The Pro Soloist is monophonic and features a multiple-trigger, low note priority, transposable 37-key three-octave keyboard with aftertouch (i.e., pressure) sensitivity. The case is sheet metal with wooden side panels, and a fiberboard or Masonite bottom cover.

The Pro Soloist was significant in using digital read-only memory (ROM) chips to program all of its internal signal paths. The Voice selection switches deliver unique digital codes to set the ROMs' digital outputs, setting the parameters required for each circuit to produce the sound of the selected voice. The expression controls, including aftertouch, remain under analog control.

There are four slider pots to the left of the keyboard to control volume, touch sensitivity, brilliance (VCF Cutoff), and portamento speed during live performance. A 3-position octave switch allows "normal" or plus or minus one octave transposition of the 3-octave keyboard to extend the range of the instrument to five playable octaves; the total range of instrument across all presets covers 8 octaves. There is also a rotary pot which serves double duty to control both the rate of Vibrato or Tremolo (dependent upon preset) and Repeat, which causes the LFO to retrigger the envelopes of any selected voice upon key depression.

The Pro Soloist features a single oscillator, which generates simultaneously available pulse and sawtooth waveforms. The sawtooth wave is not a separate oscillator circuit, but instead is derived from the sum of 5 pulse waves, generating a 64-step "staircase" waveform to emulate a sawtooth pattern.

Pulse waves are generated at a very high frequency, seven or eight octaves higher than the pitch of the note being played. A digital code from the octave selector is combined with the key code and sent to a frequency divider, which outputs the correct sub-octave waveforms from the oscillator. The pulse oscillator provides pulse-width ratios of 1/14, 1/9, 1/64, and 2/11. A dynamic pulse width output adds harmonic expression to the attack and decay phase of some voices.

The output of the pulse and sawtooth waves can be directed through a saw/pulse mixer followed by a high-pass filter with four selectable settings. Additionally, the pulse output can be directed through one of three resonator banks. These banks (with 2, 3, and 5 settings respectively) can tailor the filtering of the waveform to suit specific voices (such as cello, violin, flute, or oboe). All of these settings are determined by the factory programmed ROMs; they are not accessible by the user.

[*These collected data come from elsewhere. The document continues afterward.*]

//! Polyline simplification.

use crate::point::Point;

/// Ramer–Douglas–Peucker polyline simplification.
///
/// Removes every point that can be dropped without moving the polyline by more
/// than `tolerance`. The first and last points are always kept, and the result
/// is a subsequence of the input.
///
/// # Example
///
/// ```
/// # use geometry::prelude::*;
/// let points = [
///     Point::new(0., 0.),
///     Point::new(1., 0.01),
///     Point::new(2., 0.),
///     Point::new(3., 1.),
/// ];
/// let simplified = douglas_peucker(&points, 0.1);
/// assert_eq!(simplified, vec![Point::new(0., 0.), Point::new(2., 0.), Point::new(3., 1.)]);
/// ```
pub fn douglas_peucker(points: &[Point], tolerance: f64) -> Vec<Point> {
    if points.len() < 3 {
        return points.to_vec();
    }

    let mut keep = vec![false; points.len()];
    keep[0] = true;
    keep[points.len() - 1] = true;

    let mut stack = vec![(0, points.len() - 1)];
    while let Some((first, last)) = stack.pop() {
        if last <= first + 1 {
            continue;
        }
        let mut dmax = 0.;
        let mut index = first;
        for i in first + 1..last {
            let d = line_distance(points[i], points[first], points[last]);
            if d > dmax {
                dmax = d;
                index = i;
            }
        }
        if dmax > tolerance {
            keep[index] = true;
            stack.push((first, index));
            stack.push((index, last));
        }
    }

    points
        .iter()
        .zip(keep)
        .filter_map(|(p, k)| k.then_some(*p))
        .collect()
}

/// Perpendicular distance from `p` to the line through `a` and `b`.
///
/// Falls back to the distance from `a` when the line is degenerate.
fn line_distance(p: Point, a: Point, b: Point) -> f64 {
    let ab = b - a;
    let len = ab.norm();
    if len == 0. {
        return p.distance(a);
    }
    (ab.cross(p - a) / len).abs()
}
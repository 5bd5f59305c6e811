//! Key type for looking up configuration values.

use std::fmt;

/// The prefix shared by every environment override.
pub const ENV_PREFIX: &str = "PHOTONICS";

/// Key for a configuration variable.
///
/// Tracks both the dotted TOML path (`extrude.simplify`) and the matching
/// environment variable (`PHOTONICS_EXTRUDE_SIMPLIFY`).
#[derive(Debug, Clone)]
pub struct ConfigKey {
    // Looks like `PHOTONICS_FOO_BAR` after pushing `foo` and then `bar`.
    env: String,
    // Each part paired with the length of `env` before it was pushed.
    parts: Vec<(String, usize)>,
}

impl ConfigKey {
    /// Creates a blank key for the root table.
    #[allow(clippy::new_without_default)]
    pub fn new() -> ConfigKey {
        ConfigKey {
            env: ENV_PREFIX.to_string(),
            parts: Vec::new(),
        }
    }

    /// Creates a [`ConfigKey`] from a period-separated TOML key.
    #[allow(clippy::should_implement_trait)]
    pub fn from_str(key: &str) -> ConfigKey {
        let mut cfg = ConfigKey::new();
        for part in key.split('.') {
            cfg.push(part);
        }
        cfg
    }

    /// Pushes a sub-key, as if descending into a TOML sub-table.
    ///
    /// The env name receives `name` uppercased with dashes mapped to underscores.
    pub fn push(&mut self, name: &str) {
        self.parts.push((name.to_string(), self.env.len()));
        self.env.push('_');
        self.env.push_str(&name.replace('-', "_").to_uppercase());
    }

    /// Rewinds the last [`ConfigKey::push`]. Popping the root key is a no-op.
    pub fn pop(&mut self) {
        if let Some((_, env)) = self.parts.pop() {
            self.env.truncate(env);
        }
    }

    /// The environment variable name for this key.
    pub fn as_env_key(&self) -> &str {
        &self.env
    }

    /// Returns an iterator of the key parts.
    pub fn parts(&self) -> impl Iterator<Item = &str> {
        self.parts.iter().map(|p| p.0.as_ref())
    }

    /// Whether this is the key for the root table.
    pub fn is_root(&self) -> bool {
        self.parts.is_empty()
    }
}

impl fmt::Display for ConfigKey {
    fn fmt(&self, f: &mut fmt::Formatter<'_>) -> fmt::Result {
        let parts: Vec<_> = self.parts().collect();
        parts.join(".").fmt(f)
    }
}
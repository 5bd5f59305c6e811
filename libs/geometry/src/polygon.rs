//! Real-coordinate polygons.

use serde::{Deserialize, Serialize};

use crate::point::Point;
use crate::snap::snap_to_grid_nm;
use crate::transform::{TransformMut, Transformation, TranslateMut};

/// A closed polygon ring, with vertex coordinates given in traversal order.
///
/// The closing edge from the last vertex back to the first is implicit.
#[derive(Debug, Default, Clone, Serialize, Deserialize, PartialEq)]
pub struct Polygon {
    /// Vector of points that make up the polygon.
    points: Vec<Point>,
}

impl Polygon {
    /// Creates a polygon with given vertices.
    pub fn from_verts(vec: Vec<Point>) -> Self {
        Self { points: vec }
    }

    /// Returns a the vector of points representing the polygon.
    pub fn points(&self) -> &Vec<Point> {
        &self.points
    }

    /// Consumes the polygon, returning its vertices.
    pub fn into_points(self) -> Vec<Point> {
        self.points
    }

    /// The number of vertices in the polygon.
    pub fn len(&self) -> usize {
        self.points.len()
    }

    /// Returns `true` if the polygon has no vertices.
    pub fn is_empty(&self) -> bool {
        self.points.is_empty()
    }

    /// Returns the signed area of the polygon using the shoelace formula.
    ///
    /// Counterclockwise rings have positive area.
    ///
    /// # Example
    ///
    /// ```
    /// # use geometry::prelude::*;
    /// let polygon = Polygon::from_verts(vec![
    ///     Point::new(0., 0.),
    ///     Point::new(2., 0.),
    ///     Point::new(2., 1.),
    ///     Point::new(0., 1.),
    /// ]);
    /// assert_eq!(polygon.signed_area(), 2.);
    /// ```
    pub fn signed_area(&self) -> f64 {
        let n = self.points.len();
        let twice: f64 = (0..n)
            .map(|i| self.points[i].cross(self.points[(i + 1) % n]))
            .sum();
        twice / 2.
    }

    /// Returns the unsigned area of the polygon.
    pub fn area(&self) -> f64 {
        self.signed_area().abs()
    }

    /// Returns `true` if every vertex has finite coordinates.
    pub fn is_finite(&self) -> bool {
        self.points.iter().all(Point::is_finite)
    }

    /// Returns the bottom-left and top-right corners of the bounding box,
    /// or [`None`] if the polygon is empty.
    pub fn bbox(&self) -> Option<(Point, Point)> {
        let first = *self.points.first()?;
        Some(self.points.iter().fold((first, first), |(lo, hi), p| {
            (
                Point::new(lo.x.min(p.x), lo.y.min(p.y)),
                Point::new(hi.x.max(p.x), hi.y.max(p.y)),
            )
        }))
    }

    /// Snaps every vertex to the nearest multiple of `grid` nanometers.
    pub fn snap_to_grid_nm(&self, grid: u32) -> Self {
        Self {
            points: self
                .points
                .iter()
                .map(|p| Point::new(snap_to_grid_nm(p.x, grid), snap_to_grid_nm(p.y, grid)))
                .collect(),
        }
    }
}

impl TranslateMut for Polygon {
    fn translate_mut(&mut self, p: Point) {
        self.points.translate_mut(p);
    }
}

impl TransformMut for Polygon {
    fn transform_mut(&mut self, trans: Transformation) {
        self.points.transform_mut(trans);
    }
}

#[cfg(test)]
mod tests {
    use super::*;

    #[test]
    fn clockwise_rings_have_negative_signed_area() {
        let polygon = Polygon::from_verts(vec![
            Point::new(0., 1.),
            Point::new(3., 1.),
            Point::new(3., -1.),
            Point::new(0., -1.),
        ]);
        assert_eq!(polygon.signed_area(), -6.);
        assert_eq!(polygon.area(), 6.);
    }

    #[test]
    fn bbox_covers_all_vertices() {
        let polygon = Polygon::from_verts(vec![
            Point::new(0., 0.),
            Point::new(1., 2.),
            Point::new(-4., 5.),
        ]);
        assert_eq!(
            polygon.bbox(),
            Some((Point::new(-4., 0.), Point::new(1., 5.)))
        );
        assert_eq!(Polygon::default().bbox(), None);
    }
}
//! Straight, circular and Euler path primitives.
//!
//! Every primitive starts at the origin heading east.

use std::f64::consts::SQRT_2;

use geometry::prelude::*;

use super::{BendRadii, Path};
use crate::error::{Result, SpecificationError};

/// Terms of the power series used to evaluate Fresnel integrals.
const FRESNEL_TERMS: i32 = 8;

fn positive(name: &'static str, value: f64) -> Result<f64, SpecificationError> {
    if value.is_finite() && value > 0. {
        Ok(value)
    } else {
        Err(SpecificationError::InvalidParam { name, value })
    }
}

fn turn(angle: f64) -> Result<f64, SpecificationError> {
    if angle.is_finite() && angle != 0. {
        Ok(angle)
    } else {
        Err(SpecificationError::InvalidParam {
            name: "angle",
            value: angle,
        })
    }
}

/// Number of samples for a turn of `angle` degrees at `npoints` per full circle.
fn samples(npoints: usize, angle: f64) -> usize {
    ((npoints as f64 * angle / 360.).abs() as usize).max(2)
}

fn linspace(start: f64, stop: f64, num: usize) -> impl Iterator<Item = f64> {
    let step = if num > 1 {
        (stop - start) / (num - 1) as f64
    } else {
        0.
    };
    (0..num).map(move |i| {
        if i + 1 == num && num > 1 {
            stop
        } else {
            start + step * i as f64
        }
    })
}

/// A straight path of `length` along +x, sampled at `npoints` evenly spaced points.
///
/// Sampling a straight section finely lets sampled widths and offsets vary smoothly.
pub fn straight(length: f64, npoints: usize) -> Result<Path> {
    let length = positive("length", length)?;
    if npoints < 2 {
        return Err(SpecificationError::InvalidParam {
            name: "npoints",
            value: npoints as f64,
        }
        .into());
    }
    let ends = [Point::zero(), Point::new(length, 0.)];
    Path::new(polyline::resample(&ends, npoints), 0., 0.)
}

/// A circular arc of `radius` turning by `angle` degrees.
///
/// Positive angles turn counterclockwise. `npoints` is the number of samples
/// per 360 degrees of turn.
///
/// # Example
///
/// ```
/// # use photonics::path::arc;
/// let bend = arc(10., 90., 720).unwrap();
/// assert_eq!(bend.start().x, 0.);
/// assert_eq!(bend.end().x, 10.);
/// assert_eq!(bend.end().y, 10.);
/// assert_eq!(bend.end_angle(), 90.);
/// ```
pub fn arc(radius: f64, angle: f64, npoints: usize) -> Result<Path> {
    let radius = positive("radius", radius)?;
    let angle = turn(angle)?;
    let sign = angle.signum();
    let points = linspace(-90., angle - 90., samples(npoints, angle))
        .map(|t| {
            let c = Point::from_angle(t);
            Point::new(radius * c.x, radius * (c.y + 1.)) * sign
        })
        .collect();
    Ok(Path::new(points, 0., angle)?.with_radii(BendRadii {
        effective: radius,
        min: radius,
    }))
}

/// Settings of an Euler bend.
#[derive(Debug, Clone, Copy, PartialEq)]
pub struct EulerParams {
    /// Minimum radius of curvature, or the effective radius if `use_eff` is set.
    pub radius: f64,
    /// Total turn in degrees.
    pub angle: f64,
    /// Fraction of the bend that follows a clothoid, in `(0, 1]`.
    pub p: f64,
    /// Scale the bend so that its endpoints match an arc of `radius`.
    pub use_eff: bool,
    /// Samples per 360 degrees of turn.
    pub npoints: usize,
}

impl Default for EulerParams {
    fn default() -> Self {
        Self {
            radius: 10.,
            angle: 90.,
            p: 1.,
            use_eff: false,
            npoints: 720,
        }
    }
}

/// Samples the Fresnel integrals `(C, S)` along a clothoid of arc length `s`
/// and scale `r0`.
fn fresnel(r0: f64, s: f64, num: usize) -> Vec<Point> {
    linspace(0., s / (SQRT_2 * r0), num)
        .map(|t| {
            let mut x = 0.;
            let mut y = 0.;
            let mut fact_even = 1.;
            let mut fact_odd = 1.;
            for n in 0..FRESNEL_TERMS {
                if n > 0 {
                    fact_even = fact_odd * (2 * n) as f64;
                }
                fact_odd = fact_even * (2 * n + 1) as f64;
                let sign = if n % 2 == 0 { 1. } else { -1. };
                x += sign * t.powi(4 * n + 1) / (fact_even * (4 * n + 1) as f64);
                y += sign * t.powi(4 * n + 3) / (fact_odd * (4 * n + 3) as f64);
            }
            Point::new(x, y) * (SQRT_2 * r0)
        })
        .collect()
}

/// An Euler bend that transitions adiabatically from straight to curved.
///
/// With `p < 1` the middle of the bend is a circular arc and only the fraction
/// `p` follows a clothoid ("partial Euler"). The returned path records its
/// effective and minimum radii.
///
/// # Example
///
/// ```
/// # use photonics::path::euler;
/// # use approx::assert_abs_diff_eq;
/// let bend = euler(10., 90., 1., true, 720).unwrap();
/// assert_abs_diff_eq!(bend.end().x, 10., epsilon = 1e-6);
/// assert_abs_diff_eq!(bend.end().y, 10., epsilon = 1e-6);
/// let radii = bend.radii().unwrap();
/// assert!(radii.min < radii.effective);
/// ```
pub fn euler(radius: f64, angle: f64, p: f64, use_eff: bool, npoints: usize) -> Result<Path> {
    euler_with(EulerParams {
        radius,
        angle,
        p,
        use_eff,
        npoints,
    })
}

/// [`euler`] taking its settings as a struct.
pub fn euler_with(params: EulerParams) -> Result<Path> {
    let radius = positive("radius", params.radius)?;
    let angle = turn(params.angle)?;
    let p = params.p;
    if !(p > 0. && p <= 1.) {
        return Err(SpecificationError::InvalidParam {
            name: "p",
            value: p,
        }
        .into());
    }
    if angle < 0. {
        return Ok(euler_with(EulerParams {
            angle: -angle,
            ..params
        })?
        .mirror_x());
    }

    let alpha = angle.to_radians();
    let r0 = 1.;
    let rp = r0 / (p * alpha).sqrt();
    let sp = r0 * (p * alpha).sqrt();
    let s0 = 2. * sp + rp * alpha * (1. - p);

    let num = samples(params.npoints, angle);
    let num_euler = ((sp / (s0 / 2.) * num as f64).round() as usize).max(2);
    let num_arc = num.saturating_sub(num_euler);

    let mut half = fresnel(r0, sp, num_euler);
    let xp = half[half.len() - 1];
    let dx = xp.x - rp * (p * alpha / 2.).sin();
    let dy = xp.y - rp * (1. - (p * alpha / 2.).cos());
    half.extend(linspace(sp, s0 / 2., num_arc).skip(1).map(|s| {
        let phi = (s - sp) / rp + p * alpha / 2.;
        Point::new(rp * phi.sin() + dx, rp * (1. - phi.cos()) + dy)
    }));

    // The second half is the first, reflected, reversed and rotated onto its end.
    let last = half[half.len() - 1];
    let rotation = Transformation::rotate(angle - 180.);
    let mirrored: Vec<Point> = half
        .iter()
        .rev()
        .map(|q| rotation.apply(Point::new(q.x, -q.y)))
        .collect();
    let shift = last - mirrored[0];

    let mut points = half;
    points.pop();
    points.extend(mirrored.into_iter().map(|q| q + shift));

    let end = points[points.len() - 1];
    let reff = if (180. - angle).abs() < 1e-3 {
        end.y / 2.
    } else {
        end.y - (angle - 90.).to_radians().tan() * end.x
    };
    let scale = if params.use_eff { radius / reff } else { radius / rp };
    let points: Vec<Point> = points.into_iter().map(|q| q * scale).collect();

    tracing::trace!(
        angle,
        p,
        effective_radius = reff * scale,
        min_radius = rp * scale,
        "generated euler bend"
    );

    Ok(Path::new(points, 0., angle)?.with_radii(BendRadii {
        effective: reff * scale,
        min: rp * scale,
    }))
}
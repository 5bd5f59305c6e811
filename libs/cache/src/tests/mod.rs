use serde::Serialize;


#[derive(Serialize, Debug, Clone, PartialEq)]
pub struct Key {
    pub widths: Vec<f64>,
    pub layer: (u16, u16),
}

impl Key {
    pub fn new(width: f64) -> Self {
        Self {
            widths: vec![width, width],
            layer: (1, 0),
        }
    }
}
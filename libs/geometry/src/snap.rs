//! Snapping utilities (eg. snap to a grid).

/// The number of nanometers in a micron.
pub const NM_PER_UM: f64 = 1e3;

/// Snaps `pos`, in microns, to the nearest multiple of `grid` nanometers.
///
/// Ties are rounded to the even multiple so that snapping has no directional bias.
///
/// # Panics
///
/// Panics if `grid` is zero.
///
/// # Examples
///
/// ```
/// use geometry::snap::snap_to_grid_nm;
///
/// assert_eq!(snap_to_grid_nm(0.3, 250), 0.25);
/// assert_eq!(snap_to_grid_nm(0.125, 250), 0.);
/// assert_eq!(snap_to_grid_nm(0.375, 250), 0.5);
/// assert_eq!(snap_to_grid_nm(0.625, 250), 0.5);
/// ```
pub fn snap_to_grid_nm(pos: f64, grid: u32) -> f64 {
    assert!(grid > 0);
    let grid = grid as f64;
    (pos * NM_PER_UM / grid).round_ties_even() * grid / NM_PER_UM
}

#[cfg(test)]
mod tests {
    use super::*;

    #[test]
    fn snapping_is_idempotent() {
        for grid in [1, 2, 5, 10] {
            for i in -200..200 {
                let pos = i as f64 * 0.00137;
                let once = snap_to_grid_nm(pos, grid);
                assert_eq!(snap_to_grid_nm(once, grid), once);
            }
        }
    }
}
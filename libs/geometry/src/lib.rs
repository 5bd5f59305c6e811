//! 2-D geometric operations relevant to photonic integrated circuit layout.
//!
//! Coordinates are real-valued and expressed in microns.
//!
//! # Examples
//!
//! Offset a polyline to its left:
//!
//! ```
//! # use geometry::prelude::*;
//! let points = [Point::new(0., 0.), Point::new(10., 0.)];
//! let left = polyline::parametric_offset(&points, &[1., 1.], 0., 0.);
//! assert_eq!(left, vec![Point::new(0., 1.), Point::new(10., 1.)]);
//! ```
#![warn(missing_docs)]

extern crate self as geometry;

pub mod compass;
pub mod point;
pub mod polygon;
pub mod polyline;
pub mod prelude;
pub mod simplify;
pub mod snap;
pub mod transform;

/// Wraps the given angle to the interval `[0, 360)` degrees.
///
/// # Examples
///
/// ```
/// use geometry::wrap_angle;
///
/// assert_eq!(wrap_angle(10.), 10.);
/// assert_eq!(wrap_angle(-10.), 350.);
/// assert_eq!(wrap_angle(-740.), 340.);
/// assert_eq!(wrap_angle(-359.), 1.);
/// assert_eq!(wrap_angle(-1.), 359.);
/// assert_eq!(wrap_angle(725.), 5.);
/// assert_eq!(wrap_angle(360.), 0.);
/// assert_eq!(wrap_angle(-360.), 0.);
/// ```
pub fn wrap_angle(angle: f64) -> f64 {
    let wrapped = ((angle % 360.) + 360.) % 360.;
    // `-1e-20 % 360 + 360` rounds to exactly 360.
    if wrapped >= 360. {
        0.
    } else {
        wrapped
    }
}

/// Normalizes a turn angle to the shortest signed turn, in `[-180, 180)` degrees.
///
/// # Examples
///
/// ```
/// use geometry::shortest_turn;
///
/// assert_eq!(shortest_turn(90.), 90.);
/// assert_eq!(shortest_turn(270.), -90.);
/// assert_eq!(shortest_turn(-270.), 90.);
/// assert_eq!(shortest_turn(180.), -180.);
/// ```
pub fn shortest_turn(angle: f64) -> f64 {
    angle - 360. * ((angle + 180.) / 360.).floor()
}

Once the audio signal is routed through the mixer and resonators, it passes through a low-pass filter and amplifier each under the control of an attack-release (AR) or ADSR envelope generator, or both. The envelope settings, like all of the voice settings, are selected by the voice ROMs. The 24 dB/oct low-pass filter, ARP part no. 4034, was very similar to the Moog transistor-ladder filter, and was eventually replaced due to concerns around IP.

The output of the voice circuitry is routed to high- and low-impedance outputs for amplification.

A later instrument, the ARP Explorer (1974-1978), was similar to the Pro Soloist, but allowed basic modification of the voices beyond the presets programmed into the memory. Though much more flexible, the Explorer lacked the aftertouch feature that made the Soloist and Pro Soloist such expressive instruments.